DATA FOR REVIEW Start Marker
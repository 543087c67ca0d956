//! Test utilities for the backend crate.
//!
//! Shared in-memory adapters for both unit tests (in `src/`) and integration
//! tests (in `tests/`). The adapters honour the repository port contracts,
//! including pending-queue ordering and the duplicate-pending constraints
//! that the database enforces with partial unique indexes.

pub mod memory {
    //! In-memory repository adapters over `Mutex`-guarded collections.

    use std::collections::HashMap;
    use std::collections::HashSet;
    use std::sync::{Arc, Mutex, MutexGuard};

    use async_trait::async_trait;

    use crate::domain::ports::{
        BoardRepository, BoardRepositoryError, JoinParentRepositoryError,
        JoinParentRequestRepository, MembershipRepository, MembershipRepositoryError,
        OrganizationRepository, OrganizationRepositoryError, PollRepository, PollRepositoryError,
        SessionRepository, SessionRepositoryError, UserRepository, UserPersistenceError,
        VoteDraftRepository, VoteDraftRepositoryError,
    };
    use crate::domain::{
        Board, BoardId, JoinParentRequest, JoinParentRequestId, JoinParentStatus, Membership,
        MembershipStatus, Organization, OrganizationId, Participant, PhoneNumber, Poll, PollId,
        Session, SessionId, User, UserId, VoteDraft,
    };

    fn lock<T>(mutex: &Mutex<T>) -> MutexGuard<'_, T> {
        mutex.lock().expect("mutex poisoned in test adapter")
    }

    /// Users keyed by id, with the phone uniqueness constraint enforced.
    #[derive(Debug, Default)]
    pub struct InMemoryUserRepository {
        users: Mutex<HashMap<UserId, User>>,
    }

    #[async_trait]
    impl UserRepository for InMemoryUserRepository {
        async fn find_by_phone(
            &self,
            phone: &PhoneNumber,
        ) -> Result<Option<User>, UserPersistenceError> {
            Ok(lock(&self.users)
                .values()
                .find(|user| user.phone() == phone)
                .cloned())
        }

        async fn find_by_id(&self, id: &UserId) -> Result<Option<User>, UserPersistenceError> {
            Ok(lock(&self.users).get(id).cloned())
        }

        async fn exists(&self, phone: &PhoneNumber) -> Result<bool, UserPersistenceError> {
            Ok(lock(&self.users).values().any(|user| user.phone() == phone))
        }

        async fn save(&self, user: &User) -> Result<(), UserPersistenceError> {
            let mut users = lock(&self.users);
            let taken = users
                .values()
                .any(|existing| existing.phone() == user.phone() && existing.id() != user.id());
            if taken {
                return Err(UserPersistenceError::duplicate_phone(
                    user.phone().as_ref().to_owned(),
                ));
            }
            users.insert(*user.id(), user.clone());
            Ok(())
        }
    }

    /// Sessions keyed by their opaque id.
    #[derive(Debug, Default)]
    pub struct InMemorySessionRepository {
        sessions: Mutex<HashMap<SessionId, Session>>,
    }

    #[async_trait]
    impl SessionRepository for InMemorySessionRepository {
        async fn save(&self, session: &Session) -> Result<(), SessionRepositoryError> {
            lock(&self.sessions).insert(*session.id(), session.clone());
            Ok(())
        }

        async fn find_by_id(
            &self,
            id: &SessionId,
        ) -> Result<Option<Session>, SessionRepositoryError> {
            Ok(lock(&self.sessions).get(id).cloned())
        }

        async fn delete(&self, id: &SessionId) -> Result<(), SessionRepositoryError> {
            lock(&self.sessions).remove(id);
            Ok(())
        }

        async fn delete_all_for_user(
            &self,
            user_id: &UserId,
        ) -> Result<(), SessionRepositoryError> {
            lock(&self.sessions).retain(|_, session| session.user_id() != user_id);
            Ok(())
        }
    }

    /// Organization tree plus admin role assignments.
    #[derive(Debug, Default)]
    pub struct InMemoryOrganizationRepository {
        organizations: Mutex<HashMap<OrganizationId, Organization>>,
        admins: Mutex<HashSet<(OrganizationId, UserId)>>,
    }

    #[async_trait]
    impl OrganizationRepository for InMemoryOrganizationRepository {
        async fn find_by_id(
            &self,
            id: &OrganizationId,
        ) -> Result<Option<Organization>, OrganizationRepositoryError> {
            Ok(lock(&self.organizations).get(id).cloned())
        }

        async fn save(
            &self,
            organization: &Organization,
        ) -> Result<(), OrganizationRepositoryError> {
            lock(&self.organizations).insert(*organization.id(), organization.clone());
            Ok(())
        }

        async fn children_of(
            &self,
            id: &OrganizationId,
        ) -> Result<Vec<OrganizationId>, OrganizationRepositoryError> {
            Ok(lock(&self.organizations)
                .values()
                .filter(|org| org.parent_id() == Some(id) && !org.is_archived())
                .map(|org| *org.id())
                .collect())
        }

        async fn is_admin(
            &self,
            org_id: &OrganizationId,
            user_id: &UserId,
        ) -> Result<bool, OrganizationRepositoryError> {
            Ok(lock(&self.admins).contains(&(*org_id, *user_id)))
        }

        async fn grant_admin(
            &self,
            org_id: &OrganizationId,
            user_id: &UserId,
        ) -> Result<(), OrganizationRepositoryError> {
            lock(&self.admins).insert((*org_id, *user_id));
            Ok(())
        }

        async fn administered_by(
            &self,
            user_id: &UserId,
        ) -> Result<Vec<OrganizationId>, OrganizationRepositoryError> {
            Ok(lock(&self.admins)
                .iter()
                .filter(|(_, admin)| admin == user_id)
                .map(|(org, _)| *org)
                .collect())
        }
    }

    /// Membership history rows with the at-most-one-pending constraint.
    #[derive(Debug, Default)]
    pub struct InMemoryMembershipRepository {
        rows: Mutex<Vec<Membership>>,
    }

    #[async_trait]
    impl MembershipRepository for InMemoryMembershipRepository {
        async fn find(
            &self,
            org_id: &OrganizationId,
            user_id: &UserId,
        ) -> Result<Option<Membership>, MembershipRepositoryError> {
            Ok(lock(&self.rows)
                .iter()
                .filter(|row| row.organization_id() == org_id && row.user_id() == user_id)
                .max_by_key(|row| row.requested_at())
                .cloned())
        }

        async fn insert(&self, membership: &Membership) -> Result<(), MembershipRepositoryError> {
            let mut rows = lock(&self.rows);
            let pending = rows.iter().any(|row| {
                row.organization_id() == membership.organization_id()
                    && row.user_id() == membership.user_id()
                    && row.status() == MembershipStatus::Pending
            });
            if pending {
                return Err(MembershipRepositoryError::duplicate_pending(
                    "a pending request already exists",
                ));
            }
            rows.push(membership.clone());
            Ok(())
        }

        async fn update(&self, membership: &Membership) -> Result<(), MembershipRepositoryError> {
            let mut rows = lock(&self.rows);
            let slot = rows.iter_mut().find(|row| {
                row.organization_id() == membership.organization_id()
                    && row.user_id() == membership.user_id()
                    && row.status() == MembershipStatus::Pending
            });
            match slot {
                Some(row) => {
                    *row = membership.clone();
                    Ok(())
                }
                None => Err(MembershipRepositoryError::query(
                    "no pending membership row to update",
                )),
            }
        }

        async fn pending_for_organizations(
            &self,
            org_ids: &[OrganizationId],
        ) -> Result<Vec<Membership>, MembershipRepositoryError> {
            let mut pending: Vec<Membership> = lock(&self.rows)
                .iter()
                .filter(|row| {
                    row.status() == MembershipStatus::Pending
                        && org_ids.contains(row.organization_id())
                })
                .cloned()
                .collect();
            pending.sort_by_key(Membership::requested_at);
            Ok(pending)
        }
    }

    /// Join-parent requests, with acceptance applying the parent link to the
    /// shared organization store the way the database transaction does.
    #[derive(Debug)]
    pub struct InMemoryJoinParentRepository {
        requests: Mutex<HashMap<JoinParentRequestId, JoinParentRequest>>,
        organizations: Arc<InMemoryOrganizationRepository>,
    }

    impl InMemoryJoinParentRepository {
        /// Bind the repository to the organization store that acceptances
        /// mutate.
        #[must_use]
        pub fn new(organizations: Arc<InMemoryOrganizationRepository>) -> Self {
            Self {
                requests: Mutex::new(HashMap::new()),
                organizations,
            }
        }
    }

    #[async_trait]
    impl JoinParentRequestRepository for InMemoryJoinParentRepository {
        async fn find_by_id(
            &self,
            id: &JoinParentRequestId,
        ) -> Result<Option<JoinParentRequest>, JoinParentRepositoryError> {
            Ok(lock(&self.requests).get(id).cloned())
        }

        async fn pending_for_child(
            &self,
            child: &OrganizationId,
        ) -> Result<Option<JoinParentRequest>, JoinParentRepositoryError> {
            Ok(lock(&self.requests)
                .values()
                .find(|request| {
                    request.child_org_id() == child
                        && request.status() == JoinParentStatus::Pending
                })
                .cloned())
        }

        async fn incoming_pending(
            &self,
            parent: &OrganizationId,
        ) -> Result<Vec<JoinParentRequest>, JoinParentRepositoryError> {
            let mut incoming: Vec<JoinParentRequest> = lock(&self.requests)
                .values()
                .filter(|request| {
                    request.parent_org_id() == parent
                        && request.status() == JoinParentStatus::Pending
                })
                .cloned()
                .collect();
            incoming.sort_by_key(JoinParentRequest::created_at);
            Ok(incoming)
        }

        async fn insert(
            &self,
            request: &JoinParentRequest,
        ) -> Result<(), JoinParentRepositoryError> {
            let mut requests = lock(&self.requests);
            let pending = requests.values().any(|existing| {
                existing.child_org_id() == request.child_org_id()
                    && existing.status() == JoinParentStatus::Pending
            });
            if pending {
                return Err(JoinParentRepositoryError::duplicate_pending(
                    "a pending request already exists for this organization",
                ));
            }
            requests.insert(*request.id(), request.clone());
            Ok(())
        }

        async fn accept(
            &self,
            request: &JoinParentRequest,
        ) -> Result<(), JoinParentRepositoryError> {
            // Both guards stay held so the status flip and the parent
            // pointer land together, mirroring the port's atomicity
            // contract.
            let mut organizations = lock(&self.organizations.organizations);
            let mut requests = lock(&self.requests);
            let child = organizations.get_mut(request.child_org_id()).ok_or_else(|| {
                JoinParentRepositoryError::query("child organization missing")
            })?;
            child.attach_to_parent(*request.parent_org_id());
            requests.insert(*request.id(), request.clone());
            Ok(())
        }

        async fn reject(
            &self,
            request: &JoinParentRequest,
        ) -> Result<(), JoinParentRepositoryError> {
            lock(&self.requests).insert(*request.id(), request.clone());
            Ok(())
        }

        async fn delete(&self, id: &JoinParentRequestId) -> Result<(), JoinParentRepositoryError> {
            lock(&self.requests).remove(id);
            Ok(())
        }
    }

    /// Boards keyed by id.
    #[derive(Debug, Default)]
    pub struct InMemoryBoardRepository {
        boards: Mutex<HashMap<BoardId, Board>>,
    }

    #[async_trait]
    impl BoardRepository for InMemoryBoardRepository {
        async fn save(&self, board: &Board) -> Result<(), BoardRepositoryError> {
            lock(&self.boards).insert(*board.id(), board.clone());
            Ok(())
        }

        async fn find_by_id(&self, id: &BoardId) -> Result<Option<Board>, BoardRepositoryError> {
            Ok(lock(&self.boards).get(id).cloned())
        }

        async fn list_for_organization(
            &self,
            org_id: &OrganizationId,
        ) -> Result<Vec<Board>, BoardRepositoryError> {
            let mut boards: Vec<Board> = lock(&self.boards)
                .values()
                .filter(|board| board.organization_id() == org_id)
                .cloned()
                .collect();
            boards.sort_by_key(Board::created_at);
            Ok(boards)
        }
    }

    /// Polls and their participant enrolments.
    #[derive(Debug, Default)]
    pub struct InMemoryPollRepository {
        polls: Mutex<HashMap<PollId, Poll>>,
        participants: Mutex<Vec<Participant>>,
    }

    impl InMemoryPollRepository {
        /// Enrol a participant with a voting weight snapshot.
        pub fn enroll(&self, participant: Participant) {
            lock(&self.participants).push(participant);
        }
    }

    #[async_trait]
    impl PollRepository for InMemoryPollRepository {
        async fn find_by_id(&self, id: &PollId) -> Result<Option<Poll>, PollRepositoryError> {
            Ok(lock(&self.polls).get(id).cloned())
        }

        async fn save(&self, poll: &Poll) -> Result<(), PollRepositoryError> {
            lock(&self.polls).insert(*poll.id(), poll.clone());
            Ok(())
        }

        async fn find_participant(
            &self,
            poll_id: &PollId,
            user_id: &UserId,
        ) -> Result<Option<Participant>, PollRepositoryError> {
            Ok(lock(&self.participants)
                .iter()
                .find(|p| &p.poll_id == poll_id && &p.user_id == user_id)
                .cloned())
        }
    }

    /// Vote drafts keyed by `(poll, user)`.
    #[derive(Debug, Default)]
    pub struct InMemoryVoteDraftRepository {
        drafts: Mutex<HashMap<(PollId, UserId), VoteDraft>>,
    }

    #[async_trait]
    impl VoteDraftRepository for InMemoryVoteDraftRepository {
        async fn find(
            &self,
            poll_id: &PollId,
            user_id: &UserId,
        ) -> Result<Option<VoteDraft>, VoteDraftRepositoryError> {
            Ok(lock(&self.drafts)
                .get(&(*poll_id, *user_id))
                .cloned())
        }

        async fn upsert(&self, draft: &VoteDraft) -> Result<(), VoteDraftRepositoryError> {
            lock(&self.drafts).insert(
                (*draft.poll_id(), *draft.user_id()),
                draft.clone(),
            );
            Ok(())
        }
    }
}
DATA FOR REVIEW End Marker
» YOUR TASK: After identifying the lines above that contain "already", copy each one.

» WRITTEN ANSWER:
                    "a pending request already exists",
                    "a pending request already exists for this organization",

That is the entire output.